Dataset excerpts
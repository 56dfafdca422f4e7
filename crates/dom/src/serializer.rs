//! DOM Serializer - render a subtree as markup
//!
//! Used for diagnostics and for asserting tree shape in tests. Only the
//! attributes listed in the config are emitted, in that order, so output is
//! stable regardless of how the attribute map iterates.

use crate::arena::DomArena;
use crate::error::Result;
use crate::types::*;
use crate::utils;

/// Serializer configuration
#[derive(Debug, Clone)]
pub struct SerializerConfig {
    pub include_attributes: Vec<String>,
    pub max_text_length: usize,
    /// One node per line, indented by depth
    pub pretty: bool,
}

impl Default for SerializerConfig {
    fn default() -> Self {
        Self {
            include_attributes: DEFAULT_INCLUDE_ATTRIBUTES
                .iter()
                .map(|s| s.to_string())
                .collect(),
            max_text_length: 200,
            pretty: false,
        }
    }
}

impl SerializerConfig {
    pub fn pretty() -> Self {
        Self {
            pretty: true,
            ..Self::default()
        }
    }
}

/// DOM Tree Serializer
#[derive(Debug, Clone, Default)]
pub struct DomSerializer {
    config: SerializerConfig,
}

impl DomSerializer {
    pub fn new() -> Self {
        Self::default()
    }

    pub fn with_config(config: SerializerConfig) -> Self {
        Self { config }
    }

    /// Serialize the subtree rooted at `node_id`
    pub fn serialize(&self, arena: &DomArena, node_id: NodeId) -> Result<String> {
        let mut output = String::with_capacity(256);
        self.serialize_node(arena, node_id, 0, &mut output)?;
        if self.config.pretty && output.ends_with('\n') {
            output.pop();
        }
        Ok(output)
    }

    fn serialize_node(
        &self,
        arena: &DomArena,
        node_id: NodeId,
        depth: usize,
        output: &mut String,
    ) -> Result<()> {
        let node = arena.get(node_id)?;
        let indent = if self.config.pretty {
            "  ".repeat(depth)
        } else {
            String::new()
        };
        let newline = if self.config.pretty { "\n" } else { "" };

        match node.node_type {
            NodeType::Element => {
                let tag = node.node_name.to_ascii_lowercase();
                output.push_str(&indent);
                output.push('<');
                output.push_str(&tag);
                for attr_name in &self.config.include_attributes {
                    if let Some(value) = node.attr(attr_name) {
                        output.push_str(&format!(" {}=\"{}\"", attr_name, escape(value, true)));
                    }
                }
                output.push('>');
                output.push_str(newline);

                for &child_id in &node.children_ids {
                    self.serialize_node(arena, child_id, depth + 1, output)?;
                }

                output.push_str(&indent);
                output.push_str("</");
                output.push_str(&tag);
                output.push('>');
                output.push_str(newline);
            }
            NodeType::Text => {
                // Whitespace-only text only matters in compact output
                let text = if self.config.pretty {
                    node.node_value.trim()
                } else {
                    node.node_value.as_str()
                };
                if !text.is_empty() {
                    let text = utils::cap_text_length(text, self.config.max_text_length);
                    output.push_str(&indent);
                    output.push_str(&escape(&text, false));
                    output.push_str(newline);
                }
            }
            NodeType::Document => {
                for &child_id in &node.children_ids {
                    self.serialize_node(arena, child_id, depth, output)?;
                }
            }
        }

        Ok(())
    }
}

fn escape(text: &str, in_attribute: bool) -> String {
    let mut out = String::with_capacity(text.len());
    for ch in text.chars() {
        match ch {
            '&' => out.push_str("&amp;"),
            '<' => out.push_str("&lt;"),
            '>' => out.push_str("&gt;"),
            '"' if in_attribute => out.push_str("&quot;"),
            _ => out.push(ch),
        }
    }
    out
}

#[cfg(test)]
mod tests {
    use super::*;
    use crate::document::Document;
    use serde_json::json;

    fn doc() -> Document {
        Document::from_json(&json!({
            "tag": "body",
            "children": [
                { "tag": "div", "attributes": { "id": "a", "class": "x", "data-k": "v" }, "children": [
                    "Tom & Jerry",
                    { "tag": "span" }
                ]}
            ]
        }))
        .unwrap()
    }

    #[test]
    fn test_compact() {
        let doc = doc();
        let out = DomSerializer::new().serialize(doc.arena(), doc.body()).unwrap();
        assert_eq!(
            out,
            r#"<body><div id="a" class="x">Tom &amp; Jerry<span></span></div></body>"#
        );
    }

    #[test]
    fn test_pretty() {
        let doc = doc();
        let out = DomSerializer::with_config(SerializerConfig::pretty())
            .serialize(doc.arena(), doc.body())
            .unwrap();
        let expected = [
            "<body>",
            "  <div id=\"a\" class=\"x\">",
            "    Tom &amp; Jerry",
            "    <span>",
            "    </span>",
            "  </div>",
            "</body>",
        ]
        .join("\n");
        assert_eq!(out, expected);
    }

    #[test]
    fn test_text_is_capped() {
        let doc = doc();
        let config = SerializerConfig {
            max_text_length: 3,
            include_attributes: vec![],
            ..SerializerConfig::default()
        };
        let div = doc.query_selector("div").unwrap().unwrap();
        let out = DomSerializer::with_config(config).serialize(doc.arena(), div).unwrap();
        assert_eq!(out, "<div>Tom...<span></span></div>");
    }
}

--

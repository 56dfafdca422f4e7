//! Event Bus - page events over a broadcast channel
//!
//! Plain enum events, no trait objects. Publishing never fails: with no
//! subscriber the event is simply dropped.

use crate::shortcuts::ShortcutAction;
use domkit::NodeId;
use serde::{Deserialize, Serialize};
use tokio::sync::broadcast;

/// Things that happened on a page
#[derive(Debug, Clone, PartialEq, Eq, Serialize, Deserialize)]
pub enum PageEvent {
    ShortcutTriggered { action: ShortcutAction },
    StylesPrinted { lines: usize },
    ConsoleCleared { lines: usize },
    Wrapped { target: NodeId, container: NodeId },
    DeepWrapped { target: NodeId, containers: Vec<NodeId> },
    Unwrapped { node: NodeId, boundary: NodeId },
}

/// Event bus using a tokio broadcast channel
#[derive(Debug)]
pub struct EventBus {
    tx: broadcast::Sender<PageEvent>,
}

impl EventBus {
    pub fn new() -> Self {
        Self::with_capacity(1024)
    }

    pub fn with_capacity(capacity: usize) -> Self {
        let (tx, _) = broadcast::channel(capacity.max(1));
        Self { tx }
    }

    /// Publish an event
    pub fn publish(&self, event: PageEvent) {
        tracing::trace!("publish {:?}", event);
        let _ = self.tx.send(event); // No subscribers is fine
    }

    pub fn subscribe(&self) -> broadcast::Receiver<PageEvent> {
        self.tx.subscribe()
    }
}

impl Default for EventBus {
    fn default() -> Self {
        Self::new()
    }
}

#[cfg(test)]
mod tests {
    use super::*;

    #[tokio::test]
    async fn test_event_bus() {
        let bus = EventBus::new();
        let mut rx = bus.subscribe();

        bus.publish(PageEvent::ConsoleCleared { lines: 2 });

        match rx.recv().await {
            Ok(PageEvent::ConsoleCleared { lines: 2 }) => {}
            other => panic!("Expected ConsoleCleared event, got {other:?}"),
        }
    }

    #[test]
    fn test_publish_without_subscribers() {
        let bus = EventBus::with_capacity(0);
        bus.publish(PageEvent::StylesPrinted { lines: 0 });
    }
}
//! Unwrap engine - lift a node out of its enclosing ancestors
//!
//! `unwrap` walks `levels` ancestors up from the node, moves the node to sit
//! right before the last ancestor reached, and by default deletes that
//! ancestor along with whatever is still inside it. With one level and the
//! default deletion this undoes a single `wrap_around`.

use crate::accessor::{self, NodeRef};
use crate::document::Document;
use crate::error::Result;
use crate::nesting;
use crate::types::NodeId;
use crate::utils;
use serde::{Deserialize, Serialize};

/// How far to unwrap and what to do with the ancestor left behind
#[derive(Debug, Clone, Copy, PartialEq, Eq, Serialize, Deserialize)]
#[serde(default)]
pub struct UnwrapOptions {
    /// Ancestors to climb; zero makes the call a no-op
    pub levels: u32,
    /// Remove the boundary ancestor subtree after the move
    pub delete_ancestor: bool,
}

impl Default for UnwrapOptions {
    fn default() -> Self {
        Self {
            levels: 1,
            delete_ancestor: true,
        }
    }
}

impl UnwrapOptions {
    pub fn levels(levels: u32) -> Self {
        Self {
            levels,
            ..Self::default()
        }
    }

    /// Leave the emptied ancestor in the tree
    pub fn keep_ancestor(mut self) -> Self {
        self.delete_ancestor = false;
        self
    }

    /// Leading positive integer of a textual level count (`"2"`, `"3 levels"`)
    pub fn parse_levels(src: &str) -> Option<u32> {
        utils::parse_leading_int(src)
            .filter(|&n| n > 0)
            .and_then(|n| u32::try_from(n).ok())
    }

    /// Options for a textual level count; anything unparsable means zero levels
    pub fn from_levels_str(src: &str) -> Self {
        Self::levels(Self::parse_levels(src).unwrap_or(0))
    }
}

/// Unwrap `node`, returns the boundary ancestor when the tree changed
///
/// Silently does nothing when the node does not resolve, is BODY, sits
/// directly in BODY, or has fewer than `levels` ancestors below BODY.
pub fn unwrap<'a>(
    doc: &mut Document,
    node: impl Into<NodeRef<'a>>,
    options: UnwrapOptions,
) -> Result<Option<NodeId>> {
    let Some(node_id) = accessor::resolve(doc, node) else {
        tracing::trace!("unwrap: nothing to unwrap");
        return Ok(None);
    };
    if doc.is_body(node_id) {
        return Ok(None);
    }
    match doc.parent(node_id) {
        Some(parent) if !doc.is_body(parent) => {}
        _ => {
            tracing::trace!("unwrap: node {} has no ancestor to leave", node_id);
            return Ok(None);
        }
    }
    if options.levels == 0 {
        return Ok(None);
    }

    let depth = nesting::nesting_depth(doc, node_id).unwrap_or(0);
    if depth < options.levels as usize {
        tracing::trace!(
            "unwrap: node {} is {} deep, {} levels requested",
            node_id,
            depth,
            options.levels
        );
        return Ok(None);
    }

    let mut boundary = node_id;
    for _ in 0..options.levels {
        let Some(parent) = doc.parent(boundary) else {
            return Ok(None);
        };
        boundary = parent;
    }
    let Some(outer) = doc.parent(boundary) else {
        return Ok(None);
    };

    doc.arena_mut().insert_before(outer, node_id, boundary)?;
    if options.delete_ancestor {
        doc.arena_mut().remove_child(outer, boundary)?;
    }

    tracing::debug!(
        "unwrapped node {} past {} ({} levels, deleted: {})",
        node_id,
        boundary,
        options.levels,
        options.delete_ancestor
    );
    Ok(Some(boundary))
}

● HOW TO COMPLETE THIS TASK: Counting only lines of the data above that hold "types", report the total and nothing else.

● RESPONSE FOR THIS EXERCISE: 2